Assignment :: In the entries below, find every line with the string "argument" and copy it.

[Collected data entries]
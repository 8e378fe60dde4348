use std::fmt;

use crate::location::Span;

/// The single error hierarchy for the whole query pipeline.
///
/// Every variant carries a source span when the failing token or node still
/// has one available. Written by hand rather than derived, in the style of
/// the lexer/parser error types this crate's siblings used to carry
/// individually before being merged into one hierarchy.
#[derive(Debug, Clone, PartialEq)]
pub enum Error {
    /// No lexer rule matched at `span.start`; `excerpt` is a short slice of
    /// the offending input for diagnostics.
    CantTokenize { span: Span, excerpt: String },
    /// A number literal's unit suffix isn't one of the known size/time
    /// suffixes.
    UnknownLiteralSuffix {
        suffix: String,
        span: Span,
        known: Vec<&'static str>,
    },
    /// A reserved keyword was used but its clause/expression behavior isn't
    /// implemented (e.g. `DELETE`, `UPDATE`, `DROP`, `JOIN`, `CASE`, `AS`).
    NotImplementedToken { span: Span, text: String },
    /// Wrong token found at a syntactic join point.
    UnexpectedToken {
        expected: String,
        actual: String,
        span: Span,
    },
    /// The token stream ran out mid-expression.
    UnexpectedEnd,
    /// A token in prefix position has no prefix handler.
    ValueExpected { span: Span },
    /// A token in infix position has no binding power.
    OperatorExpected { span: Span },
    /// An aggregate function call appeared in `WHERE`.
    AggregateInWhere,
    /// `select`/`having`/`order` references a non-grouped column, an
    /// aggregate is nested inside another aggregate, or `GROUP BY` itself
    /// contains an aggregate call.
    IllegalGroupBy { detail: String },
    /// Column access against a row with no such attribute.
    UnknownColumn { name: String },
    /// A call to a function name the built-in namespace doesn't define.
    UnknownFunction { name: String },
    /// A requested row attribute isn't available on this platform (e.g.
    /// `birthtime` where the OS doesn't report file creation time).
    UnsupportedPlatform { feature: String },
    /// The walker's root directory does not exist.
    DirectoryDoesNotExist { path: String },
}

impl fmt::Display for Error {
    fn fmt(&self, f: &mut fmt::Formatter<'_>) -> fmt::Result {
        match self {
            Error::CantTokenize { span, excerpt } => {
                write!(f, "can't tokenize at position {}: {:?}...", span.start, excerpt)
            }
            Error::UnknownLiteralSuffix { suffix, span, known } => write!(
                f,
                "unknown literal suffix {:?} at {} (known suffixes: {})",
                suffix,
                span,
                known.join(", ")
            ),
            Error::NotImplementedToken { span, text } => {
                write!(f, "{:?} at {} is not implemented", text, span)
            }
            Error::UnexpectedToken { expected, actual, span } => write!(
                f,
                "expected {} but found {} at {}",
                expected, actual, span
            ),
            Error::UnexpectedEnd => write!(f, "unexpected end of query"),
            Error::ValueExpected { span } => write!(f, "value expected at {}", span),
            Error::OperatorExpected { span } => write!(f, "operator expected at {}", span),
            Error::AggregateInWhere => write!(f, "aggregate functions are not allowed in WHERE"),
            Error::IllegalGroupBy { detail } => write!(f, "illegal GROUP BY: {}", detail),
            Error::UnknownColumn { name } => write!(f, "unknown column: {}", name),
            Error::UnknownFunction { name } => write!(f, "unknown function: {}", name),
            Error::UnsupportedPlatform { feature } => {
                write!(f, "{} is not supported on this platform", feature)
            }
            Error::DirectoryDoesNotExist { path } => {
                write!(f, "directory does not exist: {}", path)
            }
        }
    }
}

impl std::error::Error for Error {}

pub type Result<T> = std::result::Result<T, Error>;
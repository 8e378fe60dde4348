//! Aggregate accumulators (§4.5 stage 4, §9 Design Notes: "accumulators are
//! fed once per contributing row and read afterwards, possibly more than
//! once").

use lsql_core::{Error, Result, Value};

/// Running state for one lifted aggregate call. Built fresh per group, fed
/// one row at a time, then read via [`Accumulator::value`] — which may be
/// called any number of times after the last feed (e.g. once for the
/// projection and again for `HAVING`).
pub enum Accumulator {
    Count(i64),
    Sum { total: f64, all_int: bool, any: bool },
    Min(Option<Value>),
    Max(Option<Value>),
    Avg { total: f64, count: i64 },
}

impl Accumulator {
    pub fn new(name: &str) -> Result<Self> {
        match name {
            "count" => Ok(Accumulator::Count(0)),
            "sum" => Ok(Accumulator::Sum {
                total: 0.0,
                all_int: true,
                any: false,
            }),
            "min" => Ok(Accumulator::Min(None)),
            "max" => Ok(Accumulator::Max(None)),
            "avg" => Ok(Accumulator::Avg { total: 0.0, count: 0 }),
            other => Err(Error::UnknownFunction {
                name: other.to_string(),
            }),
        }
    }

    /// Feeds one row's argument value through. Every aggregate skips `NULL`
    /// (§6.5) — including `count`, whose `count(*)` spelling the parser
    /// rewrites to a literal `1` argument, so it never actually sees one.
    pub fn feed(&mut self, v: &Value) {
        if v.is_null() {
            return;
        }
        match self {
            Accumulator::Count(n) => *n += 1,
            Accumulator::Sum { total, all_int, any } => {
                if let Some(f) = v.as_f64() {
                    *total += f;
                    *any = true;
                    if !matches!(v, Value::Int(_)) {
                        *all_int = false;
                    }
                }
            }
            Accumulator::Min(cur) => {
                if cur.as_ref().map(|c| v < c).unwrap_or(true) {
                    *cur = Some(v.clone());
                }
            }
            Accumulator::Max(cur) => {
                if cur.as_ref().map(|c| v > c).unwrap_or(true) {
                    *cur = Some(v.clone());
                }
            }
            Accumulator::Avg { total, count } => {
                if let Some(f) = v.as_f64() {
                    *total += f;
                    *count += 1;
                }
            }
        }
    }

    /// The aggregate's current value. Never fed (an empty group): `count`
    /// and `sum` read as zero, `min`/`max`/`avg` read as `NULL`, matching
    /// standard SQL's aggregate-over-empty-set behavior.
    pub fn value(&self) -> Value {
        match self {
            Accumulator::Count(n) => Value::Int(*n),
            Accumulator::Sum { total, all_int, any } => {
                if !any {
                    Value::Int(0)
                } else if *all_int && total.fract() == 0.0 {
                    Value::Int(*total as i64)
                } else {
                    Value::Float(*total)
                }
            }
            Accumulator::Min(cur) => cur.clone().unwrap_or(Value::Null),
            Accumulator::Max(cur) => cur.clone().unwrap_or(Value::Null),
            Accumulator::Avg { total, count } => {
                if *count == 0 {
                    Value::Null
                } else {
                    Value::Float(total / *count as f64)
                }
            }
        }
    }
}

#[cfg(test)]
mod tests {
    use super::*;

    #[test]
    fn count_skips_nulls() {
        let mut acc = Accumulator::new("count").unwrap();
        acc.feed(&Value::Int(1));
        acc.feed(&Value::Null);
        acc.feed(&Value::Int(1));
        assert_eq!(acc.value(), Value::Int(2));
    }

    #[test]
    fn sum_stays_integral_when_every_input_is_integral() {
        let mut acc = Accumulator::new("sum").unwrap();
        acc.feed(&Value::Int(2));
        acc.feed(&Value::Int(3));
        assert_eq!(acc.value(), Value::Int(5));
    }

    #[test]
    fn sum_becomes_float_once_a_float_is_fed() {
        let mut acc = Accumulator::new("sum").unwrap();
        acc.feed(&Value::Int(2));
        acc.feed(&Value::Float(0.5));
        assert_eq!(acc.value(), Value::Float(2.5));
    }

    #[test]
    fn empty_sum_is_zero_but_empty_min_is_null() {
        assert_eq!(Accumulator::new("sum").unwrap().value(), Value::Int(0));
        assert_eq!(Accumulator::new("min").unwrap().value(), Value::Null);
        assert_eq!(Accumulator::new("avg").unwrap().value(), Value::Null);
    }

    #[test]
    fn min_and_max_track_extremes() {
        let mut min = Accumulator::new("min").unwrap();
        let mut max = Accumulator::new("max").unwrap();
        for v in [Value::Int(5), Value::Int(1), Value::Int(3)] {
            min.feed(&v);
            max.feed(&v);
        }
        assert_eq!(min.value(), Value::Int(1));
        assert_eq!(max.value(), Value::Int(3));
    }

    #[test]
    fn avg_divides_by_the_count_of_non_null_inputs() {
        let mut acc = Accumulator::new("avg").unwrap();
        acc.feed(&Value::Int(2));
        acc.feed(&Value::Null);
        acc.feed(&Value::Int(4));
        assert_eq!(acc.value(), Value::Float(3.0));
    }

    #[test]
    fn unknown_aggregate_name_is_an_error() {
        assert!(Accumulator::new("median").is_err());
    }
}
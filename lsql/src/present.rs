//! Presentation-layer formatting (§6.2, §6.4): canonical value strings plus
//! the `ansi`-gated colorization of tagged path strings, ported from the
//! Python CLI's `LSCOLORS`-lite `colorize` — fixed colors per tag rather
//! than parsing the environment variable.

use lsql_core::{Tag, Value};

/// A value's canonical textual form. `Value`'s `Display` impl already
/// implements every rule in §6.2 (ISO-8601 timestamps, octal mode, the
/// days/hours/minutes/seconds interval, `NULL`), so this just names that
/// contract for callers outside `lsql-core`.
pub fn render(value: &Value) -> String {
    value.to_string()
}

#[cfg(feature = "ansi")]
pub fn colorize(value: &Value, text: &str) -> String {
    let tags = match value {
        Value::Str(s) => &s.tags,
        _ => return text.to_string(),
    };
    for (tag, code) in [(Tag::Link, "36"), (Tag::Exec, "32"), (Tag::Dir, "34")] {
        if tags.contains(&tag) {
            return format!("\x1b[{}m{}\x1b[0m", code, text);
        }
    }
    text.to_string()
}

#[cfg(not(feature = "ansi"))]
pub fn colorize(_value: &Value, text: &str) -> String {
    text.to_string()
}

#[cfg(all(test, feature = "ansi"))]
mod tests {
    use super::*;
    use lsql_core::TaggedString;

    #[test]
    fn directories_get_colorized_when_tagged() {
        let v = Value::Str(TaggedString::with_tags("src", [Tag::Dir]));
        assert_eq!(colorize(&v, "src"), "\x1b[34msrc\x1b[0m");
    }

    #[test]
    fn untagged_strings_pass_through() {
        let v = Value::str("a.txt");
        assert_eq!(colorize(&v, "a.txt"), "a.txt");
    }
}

Worked solution ::
    /// Feeds one row's argument value through. Every aggregate skips `NULL`
    /// rewrites to a literal `1` argument, so it never actually sees one.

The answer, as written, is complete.